## Task to carry out
Among the entries below, find the lines with the word "struct" and copy them.

## The input
use anyhow::Result;
use serde::Deserialize;
use anyhow::anyhow;

#[derive(Debug, Clone, Deserialize, Default)]
pub struct AppConfig {
    #[serde(default)]
    pub server: ServerConfig,
    #[serde(default)]
    pub database: DatabaseConfig,
    #[serde(default)]
    pub storage: StorageConfig,
}

#[derive(Debug, Clone, Deserialize)]
pub struct ServerConfig {
    pub host: String,
    pub port: u16,
    #[serde(default)]
    pub worker_threads: Option<usize>,
}

impl Default for ServerConfig {
    fn default() -> Self {
        Self { host: "127.0.0.1".into(), port: 3000, worker_threads: Some(4) }
    }
}

#[derive(Debug, Clone, Deserialize)]
pub struct DatabaseConfig {
    #[serde(default)]
    pub url: String,
    #[serde(default = "default_max_connections")]
    pub max_connections: u32,
    #[serde(default = "default_min_connections")]
    pub min_connections: u32,
    #[serde(default = "default_connect_timeout")]
    pub connect_timeout_secs: u64,
    #[serde(default = "default_idle_timeout")]
    pub idle_timeout_secs: u64,
    #[serde(default = "default_max_lifetime")]
    pub max_lifetime_secs: u64,
    #[serde(default = "default_acquire_timeout")]
    pub acquire_timeout_secs: u64,
    #[serde(default)]
    pub sqlx_logging: bool,
    /// Apply pending migrations on startup.
    #[serde(default = "default_true")]
    pub run_migrations: bool,
}

impl Default for DatabaseConfig {
    fn default() -> Self {
        Self {
            url: String::new(),
            max_connections: default_max_connections(),
            min_connections: default_min_connections(),
            connect_timeout_secs: default_connect_timeout(),
            idle_timeout_secs: default_idle_timeout(),
            max_lifetime_secs: default_max_lifetime(),
            acquire_timeout_secs: default_acquire_timeout(),
            sqlx_logging: false,
            run_migrations: true,
        }
    }
}

/// Where uploaded images and static assets live.
#[derive(Debug, Clone, Deserialize)]
pub struct StorageConfig {
    #[serde(default = "default_public_dir")]
    pub public_dir: String,
    #[serde(default = "default_upload_dir")]
    pub upload_dir: String,
    #[serde(default = "default_max_upload_bytes")]
    pub max_upload_bytes: usize,
}

impl Default for StorageConfig {
    fn default() -> Self {
        Self {
            public_dir: default_public_dir(),
            upload_dir: default_upload_dir(),
            max_upload_bytes: default_max_upload_bytes(),
        }
    }
}

fn default_max_connections() -> u32 { 10 }
fn default_min_connections() -> u32 { 2 }
fn default_connect_timeout() -> u64 { 30 }
fn default_idle_timeout() -> u64 { 600 }
fn default_max_lifetime() -> u64 { 3600 }
fn default_acquire_timeout() -> u64 { 30 }
fn default_true() -> bool { true }
fn default_public_dir() -> String { "public".into() }
fn default_upload_dir() -> String { "public/images".into() }
fn default_max_upload_bytes() -> usize { 5 * 1024 * 1024 }

pub fn load_default() -> Result<AppConfig> {
    let path = std::env::var("CONFIG_PATH").unwrap_or_else(|_| "config.toml".to_string());
    load_from_file(&path)
}

pub fn load_from_file(path: &str) -> Result<AppConfig> {
    let content = std::fs::read_to_string(path)?;
    load_from_str(&content)
}

fn is_missing_file(e: &anyhow::Error) -> bool {
    e.downcast_ref::<std::io::Error>().map_or(false, |io| io.kind() == std::io::ErrorKind::NotFound)
}

pub fn load_from_str(content: &str) -> Result<AppConfig> {
    let cfg: AppConfig = toml::from_str(content)?;
    Ok(cfg)
}

impl AppConfig {
    pub fn load_and_validate() -> Result<Self> {
        let mut cfg = load_default()?;
        cfg.normalize_and_validate()?;
        Ok(cfg)
    }

    /// Config file if present, otherwise defaults filled from the environment.
    /// A file that exists but cannot be read or parsed is an error.
    pub fn load_or_env() -> Result<Self> {
        let path = std::env::var("CONFIG_PATH").unwrap_or_else(|_| "config.toml".to_string());
        Self::load_or_env_from(&path)
    }

    pub fn load_or_env_from(path: &str) -> Result<Self> {
        let mut cfg = match load_from_file(path) {
            Ok(cfg) => cfg,
            Err(e) if is_missing_file(&e) => Self::from_env(),
            Err(e) => return Err(e.context(format!("failed to load config from {}", path))),
        };
        cfg.normalize_and_validate()?;
        Ok(cfg)
    }

    /// Build a config from `SERVER_HOST`, `SERVER_PORT`/`PORT`, `DATABASE_URL`,
    /// `PUBLIC_DIR` and `UPLOAD_DIR`, defaulting anything unset.
    pub fn from_env() -> Self {
        let mut cfg = Self::default();
        if let Ok(host) = std::env::var("SERVER_HOST") {
            cfg.server.host = host;
        }
        let port = std::env::var("SERVER_PORT").or_else(|_| std::env::var("PORT"));
        if let Some(p) = port.ok().and_then(|p| p.parse::<u16>().ok()) {
            cfg.server.port = p;
        }
        if let Some(w) = std::env::var("TOKIO_WORKER_THREADS").ok().and_then(|v| v.parse::<usize>().ok()) {
            cfg.server.worker_threads = Some(w);
        }
        if let Ok(dir) = std::env::var("PUBLIC_DIR") {
            cfg.storage.public_dir = dir;
        }
        if let Ok(dir) = std::env::var("UPLOAD_DIR") {
            cfg.storage.upload_dir = dir;
        }
        cfg
    }

    pub fn normalize_and_validate(&mut self) -> Result<()> {
        self.server.normalize()?;
        // the URL may come from the environment when the TOML omits it
        self.database.normalize_from_env();
        self.database.validate()?;
        self.storage.validate()?;
        Ok(())
    }
}

impl ServerConfig {
    fn normalize(&mut self) -> Result<()> {
        if self.host.trim().is_empty() {
            self.host = "127.0.0.1".to_string();
        }
        if self.port == 0 {
            return Err(anyhow!("server.port must be within 1..=65535"));
        }
        if let Some(w) = self.worker_threads {
            if w == 0 { self.worker_threads = Some(4); }
        } else {
            self.worker_threads = Some(4);
        }
        Ok(())
    }
}

impl DatabaseConfig {
    pub fn normalize_from_env(&mut self) {
        if self.url.trim().is_empty() {
            if let Ok(url) = std::env::var("DATABASE_URL") {
                self.url = url;
            }
        }
    }

    pub fn validate(&self) -> Result<()> {
        if self.url.trim().is_empty() {
            return Err(anyhow!("database.url is empty; set it in config.toml or via DATABASE_URL"));
        }
        let lower = self.url.to_lowercase();
        if !(lower.starts_with("postgresql://") || lower.starts_with("postgres://")) {
            return Err(anyhow!("database.url must start with postgresql:// or postgres://"));
        }
        if self.min_connections == 0 {
            return Err(anyhow!("database.min_connections must be >= 1"));
        }
        if self.max_connections < self.min_connections {
            return Err(anyhow!("database.max_connections must be >= min_connections"));
        }
        if self.connect_timeout_secs == 0 || self.acquire_timeout_secs == 0 {
            return Err(anyhow!("database timeouts must be positive seconds"));
        }
        Ok(())
    }
}

impl StorageConfig {
    pub fn validate(&self) -> Result<()> {
        if self.upload_dir.trim().is_empty() {
            return Err(anyhow!("storage.upload_dir must not be empty"));
        }
        if self.max_upload_bytes == 0 {
            return Err(anyhow!("storage.max_upload_bytes must be positive"));
        }
        Ok(())
    }
}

## Worked solution
pub struct AppConfig {
pub struct ServerConfig {
pub struct DatabaseConfig {
pub struct StorageConfig {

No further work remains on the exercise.